A rise in the price of corn, beets and beans combined with low interest rates to fuel a surge in Michigan farmland values, state assessment records show. Since 2008, agricultural land was the only class of real estate in Michigan to grow value beyond pre-recession levels and the total value of farmland across the state now exceeds the total value of industrial property.
Source: Michigan Department of Treasury
Michigan farmers may be getting older and fewer in number. But for those who have held onto their farmland, the past few years have been fruitful, indeed.
Agricultural properties across Michigan have risen 11 percent in value since 2008, the only property sector in the state to post overall gains (when adjusted for inflation) since the Great Recession.
And most farmers can thank the price of corn and sugar.
“The commodity prices went up,” said Nancy Heck, treasurer and assessor of Windsor Township in Huron County in the Thumb, and farmers “had money to spend.”
Increases over the past five years led to big paychecks for farmers. They in turn poured money into acquiring more farmland and pushed per-acre costs up markedly, Heck said. Agricultural land values rose when corn prices doubled and were pushing $8 a bushel (it’s now back around $3.50).
Across Huron, Tuscola and Gratiot counties, located in the Thumb and in the middle of the lower peninsula, land values soared from 2008 to 2016, making municipalities there some of the few in the state to see overall real estate values climb. In Heck’s township, agricultural land values more than doubled ‒ from $84 million to more than $201 million over those four years ‒ after adjusting for inflation, a 140-percent increase.
Farmland in south-central Michigan, close to the Ohio border, also pushed overall values above 2008 levels.
Farm properties jumped in value when the price of corn, sugar beets and soybeans doubled in recent years. And though commodity prices have retreated in the last couple of years, the value of the good farmland remains high.
Property values project
This two-part project on Michigan property values is one in an occasional series of news collaborations between Bridge Magazine and Crain’s Detroit Business. Other stories:
“The issue right now is we’re coming off three years of real high commodity prices … and that fueled the increase in the price of land,” said Eric Wittenberg, a farmer and an agriculture economist at Michigan State University.
He said farmers were flush with money from the bumper crops and wanted to expand their holdings. “Guys were buying land with cash. They were making damn good profits,” Wittenberg said.
Also contributing to the higher prices were low interest rates and the pressure from local dairy operations, which bought land to spread the manure from their herds. The manure would eventually be turned into fertilizer and either used or sold, Wittenberg said.
The increase in Tuscola, Gratiot and Huron counties also occurred where the largest wind farms in Michigan have been built. Utility companies pay property owners annual fees to install and operate the wind turbines, often $10,000 or more per turbine per year.
Wittenberg and Heck said they don’t believe the wind farms triggered the increase in land values. Heck noted that townships with no wind farms in Huron County also saw steep increases in farm property values.

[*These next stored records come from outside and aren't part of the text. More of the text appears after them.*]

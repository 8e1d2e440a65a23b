//! HTTP client for the generator API

use std::time::Duration;

use reqwest::blocking::Client;
use serde_json::Value;

use super::{LoadError, SceneSource};
use crate::core::config::ViewerConfig;
use crate::scene::SceneDocument;

/// Blocking client for the generator API
#[derive(Debug, Clone)]
pub struct SceneClient {
    client: Client,
    base_url: String,
}

impl SceneClient {
    /// Create a client for `base_url` with a request timeout
    pub fn new(base_url: impl Into<String>, timeout: Duration) -> Result<Self, LoadError> {
        let client = Client::builder().timeout(timeout).build()?;
        let base_url = base_url.into().trim_end_matches('/').to_string();
        Ok(Self { client, base_url })
    }

    /// Create a client from configuration
    pub fn from_config(config: &ViewerConfig) -> Result<Self, LoadError> {
        Self::new(config.api_base_url.clone(), Duration::from_secs(config.request_timeout_secs))
    }

    /// Base URL without a trailing slash
    pub fn base_url(&self) -> &str {
        &self.base_url
    }

    /// Full URL of an endpoint
    pub fn endpoint(&self, path: &str) -> String {
        format!("{}/{}", self.base_url, path.trim_start_matches('/'))
    }

    /// `GET /scene`
    pub fn fetch_scene(&self) -> Result<SceneDocument, LoadError> {
        let bytes = self.get_bytes("scene")?;
        Ok(SceneDocument::from_json_slice(&bytes)?)
    }

    /// `GET /cost`
    pub fn fetch_cost(&self) -> Result<Value, LoadError> {
        self.get_json("cost")
    }

    /// `GET /validation`
    pub fn fetch_validation(&self) -> Result<Value, LoadError> {
        self.get_json("validation")
    }

    /// `POST /solve`; asks the generator to re-run its solver
    pub fn trigger_solve(&self) -> Result<Value, LoadError> {
        let url = self.endpoint("solve");
        log::debug!("POST {}", url);
        let response = self.client.post(&url).send()?;
        Self::check_status(response.status())?;
        let bytes = response.bytes()?;
        Ok(serde_json::from_slice(&bytes)?)
    }

    fn get_json(&self, path: &str) -> Result<Value, LoadError> {
        let bytes = self.get_bytes(path)?;
        Ok(serde_json::from_slice(&bytes)?)
    }

    fn get_bytes(&self, path: &str) -> Result<Vec<u8>, LoadError> {
        let url = self.endpoint(path);
        log::debug!("GET {}", url);
        let response = self.client.get(&url).send()?;
        Self::check_status(response.status())?;
        Ok(response.bytes()?.to_vec())
    }

    fn check_status(status: reqwest::StatusCode) -> Result<(), LoadError> {
        if status.is_success() {
            Ok(())
        } else {
            Err(LoadError::Status(status.as_u16()))
        }
    }
}

/// Scene source backed by the generator's HTTP API
#[derive(Debug, Clone)]
pub struct HttpSceneSource {
    client: SceneClient,
}

impl HttpSceneSource {
    /// Wrap a client
    pub fn new(client: SceneClient) -> Self {
        Self { client }
    }
}

impl SceneSource for HttpSceneSource {
    fn fetch(&self) -> Result<SceneDocument, LoadError> {
        self.client.fetch_scene()
    }

    fn describe(&self) -> String {
        self.client.endpoint("scene")
    }
}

But the wind turbines did help by expanding the tax base. Heck said the local library, upon whose board she sits, got a big boost in new property tax revenue from one of the turbine companies – money that allowed it to remodel the building and stay open two extra days a week.
“When I first got on (the board) we didn’t know how they were going to replace the roof,” she said. Now, that’s solved. “We’ve remodeled the whole place.”